Data: 12-04-2006Autore: VARIListe: ARTICLES IN ENGLISHCategorie: TestimonianzeTag: #febbraio 1944, #marzo 1944, germania, paracadutisti, veterani-reduci


by Hans Jurgen Kumberg


First I’d like to give you a brief account of my life before becoming a Paratrooper in Italy. I was born Aug 6, 1925 in Ventspils, Latvia of German parents. My father was a teacher at the German Gymnasium. The arrival of Germans in that part of Eastern Europe dates back to 1197 when Crusaders, not being able to go to the Holy Land anymore, were sent by the Pope to Christianize that part of the world.
In 1939, after the start of World War II and the occupation of Poland, the Germans in Latvia, of whom there were about 90,000, had the choice of being repatriated to Germany.

Giving Poland access to Baltic Sea, this corridor separated the Province of East Prussia from the rest of Germany, making it an island. My parents settled in the City of Posen (Poznan) where in June 1943 I finished Grade 12 High School. Since I was to join the army at that time I received my matriculation without having to finish the last grade. After returning in 1947 I had to go back to High School for one more year because post war Germany did not recognize the former rule.
At the age of 17, still in school, I volunteered to become a Paratrooper after having watched a movie on how the island of Crete had been conquered by them. But first I had to join the Arbeitsdienst (work service conscription). Every boy and girl, after finishing school, had to serve there for a one year term. The boys learned how to dig ditches, build roads, and all kinds of hard manual work while the girls worked in farm kitchens or old age homes. Needless to say our term was cut short due to the need for us to go to war. At 18 years of age we were sent away.

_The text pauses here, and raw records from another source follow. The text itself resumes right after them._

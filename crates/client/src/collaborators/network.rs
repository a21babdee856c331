//! Network-info and cellular-info collaborators, grounded on
//! `ig60_network.py`'s NetworkManager/oFono D-Bus calls. The D-Bus
//! bindings themselves are out of scope — `zbus` is called into,
//! never reimplemented, and only compiled in behind the `dbus`
//! feature, mirroring the original's `try: import dbus except: pass`.

use async_trait::async_trait;

/// One active NetworkManager connection as `get_available_connections`
/// reports it: interface name, connection id, and its bound addresses.
#[derive(Debug, Clone)]
pub struct Connection {
    pub interface: String,
    pub connection_id: String,
    pub ipv4_addresses: Vec<String>,
    pub ipv6_addresses: Vec<String>,
}

#[derive(Debug, Clone, Default)]
pub struct CellularNetworkProps {
    pub rssi_percent: Option<u8>,
    pub cell_id: Option<i64>,
    pub mcc: Option<i64>,
    pub mnc: Option<i64>,
    pub lac: Option<i64>,
}

#[derive(Debug, Clone, Default)]
pub struct CellularConnectionProps {
    pub apn: Option<String>,
    pub address: Option<String>,
    pub gateway: Option<String>,
    pub netmask: Option<String>,
    pub dns: Vec<String>,
}

/// RSSI percent (0-100, oFono's own scale) to dBm.
pub fn rssi_percent_to_dbm(pct: u8) -> f64 {
    -112.0 + (pct as f64 / 20.0) * 15.0
}

#[async_trait]
pub trait NetworkInfo: Send + Sync {
    async fn available_connections(&self) -> Vec<Connection>;
    async fn find_iface_by_addr(&self, addr: &str) -> Option<String>;
    async fn hw_addr(&self, interface: &str) -> Option<[u8; 6]>;
}

#[async_trait]
pub trait CellularInfo: Send + Sync {
    async fn network_props(&self) -> CellularNetworkProps;
    async fn connection_props(&self) -> CellularConnectionProps;
    async fn get_lte_prop(&self, name: &str) -> Option<String>;
    async fn set_lte_prop(&self, name: &str, value: &str) -> bool;
}

#[cfg(feature = "dbus")]
pub mod dbus_backed {
    use super::*;
    use zbus::Connection as ZbusConnection;

    const NM_BUS: &str = "org.freedesktop.NetworkManager";
    const OFONO_BUS: &str = "org.ofono";

    /// NetworkManager/oFono-backed implementation. Each call opens (or
    /// reuses) a system-bus connection and reads the same properties
    /// `ig60_network.py` reads; a bus error degrades to an empty/`None`
    /// result rather than propagating, matching the original's
    /// try/except-and-log-a-warning shape.
    pub struct DbusNetwork {
        bus: ZbusConnection,
    }

    impl DbusNetwork {
        pub async fn connect() -> zbus::Result<DbusNetwork> {
            let bus = ZbusConnection::system().await?;
            Ok(DbusNetwork { bus })
        }
    }

    #[async_trait]
    impl NetworkInfo for DbusNetwork {
        async fn available_connections(&self) -> Vec<Connection> {
            match list_active_connections(&self.bus).await {
                Ok(conns) => conns,
                Err(e) => {
                    tracing::warn!(error = %e, "failed to enumerate NetworkManager connections over D-Bus");
                    Vec::new()
                }
            }
        }

        async fn find_iface_by_addr(&self, addr: &str) -> Option<String> {
            self.available_connections()
                .await
                .into_iter()
                .find(|c| c.ipv4_addresses.iter().any(|a| a == addr) || c.ipv6_addresses.iter().any(|a| a == addr))
                .map(|c| c.interface)
        }

        async fn hw_addr(&self, interface: &str) -> Option<[u8; 6]> {
            hw_addr_via_sysfs(interface)
        }
    }

    async fn list_active_connections(bus: &ZbusConnection) -> zbus::Result<Vec<Connection>> {
        let proxy = zbus::Proxy::new(
            bus,
            NM_BUS,
            "/org/freedesktop/NetworkManager",
            "org.freedesktop.NetworkManager",
        )
        .await?;
        let active: Vec<zbus::zvariant::OwnedObjectPath> = proxy.get_property("ActiveConnections").await?;
        let mut out = Vec::new();
        for path in active {
            if let Ok(conn) = describe_active_connection(bus, &path).await {
                out.push(conn);
            }
        }
        Ok(out)
    }

    async fn describe_active_connection(
        bus: &ZbusConnection,
        path: &zbus::zvariant::OwnedObjectPath,
    ) -> zbus::Result<Connection> {
        let props = zbus::Proxy::new(bus, NM_BUS, path.as_str(), "org.freedesktop.DBus.Properties").await?;
        let state: u32 = props
            .call_method(
                "Get",
                &("org.freedesktop.NetworkManager.Connection.Active", "State"),
            )
            .await?
            .body()?;
        let connection_id: String = props
            .call_method("Get", &("org.freedesktop.NetworkManager.Connection.Active", "Id"))
            .await?
            .body()?;
        let devices: Vec<zbus::zvariant::OwnedObjectPath> = props
            .call_method(
                "Get",
                &("org.freedesktop.NetworkManager.Connection.Active", "Devices"),
            )
            .await?
            .body()?;
        let interface = match devices.first() {
            Some(dev_path) => {
                let dev_props = zbus::Proxy::new(bus, NM_BUS, dev_path.as_str(), "org.freedesktop.DBus.Properties").await?;
                dev_props
                    .call_method("Get", &("org.freedesktop.NetworkManager.Device", "Interface"))
                    .await?
                    .body()?
            }
            None => String::new(),
        };
        // NM_ACTIVE_CONNECTION_STATE_ACTIVATED == 2
        let (ipv4_addresses, ipv6_addresses) = if state == 2 {
            let ipv4 = ip_config_addresses(bus, &props, "Ip4Config", "org.freedesktop.NetworkManager.IP4Config")
                .await
                .unwrap_or_default();
            let ipv6 = ip_config_addresses(bus, &props, "Ip6Config", "org.freedesktop.NetworkManager.IP6Config")
                .await
                .unwrap_or_default();
            (ipv4, ipv6)
        } else {
            (Vec::new(), Vec::new())
        };
        Ok(Connection {
            interface,
            connection_id,
            ipv4_addresses,
            ipv6_addresses,
        })
    }

    /// Reads the bound addresses off the Active connection's
    /// Ip4Config/Ip6Config object, the same `AddressData` walk
    /// `ig60_network.py::get_available_connections` does once it has
    /// the config object path in hand.
    async fn ip_config_addresses(
        bus: &ZbusConnection,
        active_props: &zbus::Proxy<'_>,
        config_property: &str,
        config_interface: &str,
    ) -> zbus::Result<Vec<String>> {
        let config_path: zbus::zvariant::OwnedObjectPath = active_props
            .call_method(
                "Get",
                &("org.freedesktop.NetworkManager.Connection.Active", config_property),
            )
            .await?
            .body()?;
        if config_path.as_str() == "/" {
            return Ok(Vec::new());
        }
        let config_props = zbus::Proxy::new(bus, NM_BUS, config_path.as_str(), "org.freedesktop.DBus.Properties").await?;
        let address_data: Vec<std::collections::HashMap<String, zbus::zvariant::OwnedValue>> = config_props
            .call_method("Get", &(config_interface, "AddressData"))
            .await?
            .body()?;
        Ok(address_data
            .into_iter()
            .filter_map(|entry| entry.get("address").and_then(|v| v.downcast_ref::<&str>().ok()).map(str::to_string))
            .collect())
    }

    fn hw_addr_via_sysfs(interface: &str) -> Option<[u8; 6]> {
        let contents = std::fs::read_to_string(format!("/sys/class/net/{interface}/address")).ok()?;
        let mut out = [0u8; 6];
        for (i, byte) in contents.trim().split(':').enumerate().take(6) {
            out[i] = u8::from_str_radix(byte, 16).ok()?;
        }
        Some(out)
    }

    /// oFono-backed cellular info. The modem path is re-resolved on
    /// every call the way `ig60_network.py::get_ofono_net_props` does
    /// (`GetModems()[0]`), rather than cached, since a modem can come
    /// and go across the client's lifetime.
    pub struct DbusCellular {
        bus: ZbusConnection,
    }

    impl DbusCellular {
        pub async fn connect() -> zbus::Result<DbusCellular> {
            let bus = ZbusConnection::system().await?;
            Ok(DbusCellular { bus })
        }

        async fn first_modem(&self) -> zbus::Result<String> {
            let manager = zbus::Proxy::new(&self.bus, OFONO_BUS, "/", "org.ofono.Manager").await?;
            let modems: Vec<(zbus::zvariant::OwnedObjectPath, std::collections::HashMap<String, zbus::zvariant::OwnedValue>)> =
                manager.call_method("GetModems", &()).await?.body()?;
            modems
                .into_iter()
                .next()
                .map(|(path, _)| path.to_string())
                .ok_or_else(|| zbus::Error::Failure("no oFono modem present".into()))
        }
    }

    #[async_trait]
    impl CellularInfo for DbusCellular {
        async fn network_props(&self) -> CellularNetworkProps {
            let Ok(modem) = self.first_modem().await else {
                return CellularNetworkProps::default();
            };
            let Ok(proxy) = zbus::Proxy::new(&self.bus, OFONO_BUS, modem.as_str(), "org.ofono.NetworkRegistration").await else {
                return CellularNetworkProps::default();
            };
            let props: std::collections::HashMap<String, zbus::zvariant::OwnedValue> =
                match proxy.call_method("GetProperties", &()).await.and_then(|r| r.body()) {
                    Ok(props) => props,
                    Err(_) => return CellularNetworkProps::default(),
                };
            CellularNetworkProps {
                rssi_percent: props.get("Strength").and_then(|v| v.downcast_ref::<u8>().ok()),
                cell_id: props.get("CellId").and_then(|v| v.downcast_ref::<u32>().ok()).map(i64::from),
                mcc: props
                    .get("MobileCountryCode")
                    .and_then(|v| v.downcast_ref::<&str>().ok())
                    .and_then(|s| s.parse().ok()),
                mnc: props
                    .get("MobileNetworkCode")
                    .and_then(|v| v.downcast_ref::<&str>().ok())
                    .and_then(|s| s.parse().ok()),
                lac: props.get("LocationAreaCode").and_then(|v| v.downcast_ref::<u16>().ok()).map(i64::from),
            }
        }

        async fn connection_props(&self) -> CellularConnectionProps {
            let Ok(modem) = self.first_modem().await else {
                return CellularConnectionProps::default();
            };
            let Ok(proxy) = zbus::Proxy::new(&self.bus, OFONO_BUS, modem.as_str(), "org.ofono.ConnectionManager").await else {
                return CellularConnectionProps::default();
            };
            let contexts: Vec<(
                zbus::zvariant::OwnedObjectPath,
                std::collections::HashMap<String, zbus::zvariant::OwnedValue>,
            )> = match proxy.call_method("GetContexts", &()).await.and_then(|r| r.body()) {
                Ok(contexts) => contexts,
                Err(_) => return CellularConnectionProps::default(),
            };
            let Some((_, ctx_props)) = contexts.into_iter().next() else {
                return CellularConnectionProps::default();
            };
            let apn = ctx_props.get("AccessPointName").and_then(|v| v.downcast_ref::<&str>().ok()).map(str::to_string);
            let settings = ctx_props
                .get("Settings")
                .and_then(|v| v.downcast_ref::<std::collections::HashMap<String, zbus::zvariant::OwnedValue>>().ok());
            let (address, gateway, netmask, dns) = match settings {
                Some(settings) => (
                    settings.get("Address").and_then(|v| v.downcast_ref::<&str>().ok()).map(str::to_string),
                    settings.get("Gateway").and_then(|v| v.downcast_ref::<&str>().ok()).map(str::to_string),
                    settings.get("Netmask").and_then(|v| v.downcast_ref::<&str>().ok()).map(str::to_string),
                    settings
                        .get("DomainNameServers")
                        .and_then(|v| v.downcast_ref::<Vec<String>>().ok())
                        .unwrap_or_default(),
                ),
                None => (None, None, None, Vec::new()),
            };
            CellularConnectionProps { apn, address, gateway, netmask, dns }
        }

        async fn get_lte_prop(&self, name: &str) -> Option<String> {
            let modem = self.first_modem().await.ok()?;
            let proxy = zbus::Proxy::new(&self.bus, OFONO_BUS, modem.as_str(), "org.ofono.LongTermEvolution")
                .await
                .ok()?;
            let props: std::collections::HashMap<String, zbus::zvariant::OwnedValue> =
                proxy.call_method("GetProperties", &()).await.ok()?.body().ok()?;
            props.get(name).and_then(|v| v.downcast_ref::<&str>().ok().map(str::to_string))
        }

        async fn set_lte_prop(&self, name: &str, value: &str) -> bool {
            let Ok(modem) = self.first_modem().await else {
                return false;
            };
            let Ok(proxy) = zbus::Proxy::new(&self.bus, OFONO_BUS, modem.as_str(), "org.ofono.LongTermEvolution").await else {
                return false;
            };
            proxy
                .call_method("SetProperty", &(name, zbus::zvariant::Value::from(value)))
                .await
                .is_ok()
        }
    }
}

#[cfg(test)]
mod tests {
    use super::*;

    #[test]
    fn rssi_conversion_matches_spec_formula() {
        assert_eq!(rssi_percent_to_dbm(100), 63.0);
        assert_eq!(rssi_percent_to_dbm(0), -112.0);
    }
}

Our unit was stationed in the Province of Holstein, north of Hamburg, where nearly a week of nightly air raids destroyed a large part of the City of Hamburg. It was July 1943 and you could see the flames and the smoke of the burning city for miles. After a short train trip we had to march for more than thirty miles to get to Hamburg. The nights were spent in the bomb shelters at the airport and we helped to clear the streets of debris during the day.
My call to the army came in August and, after a six week training period in Southern France, we boarded a train that travelled along the Riviera past Genoa to the Adriatic coast near Pescara.

We, the young Greenhorns, were not sent to the front lines right away but to get acclimatized were put to dig foxholes under the Olive trees. After Christmas we fìnally joined our comrades at the front lines. An 800 foot wide gully separated our foxholes from those of the Canadians. Relief was possible only during darkness. So the two men in their foxhole had to usually spend 8-10 hours there.
It was raining constantly for about 6 weeks in January and February 1944 and we bailed the water out of the foxholes all the time. We were wet and miserable and so were the Canadians across from us.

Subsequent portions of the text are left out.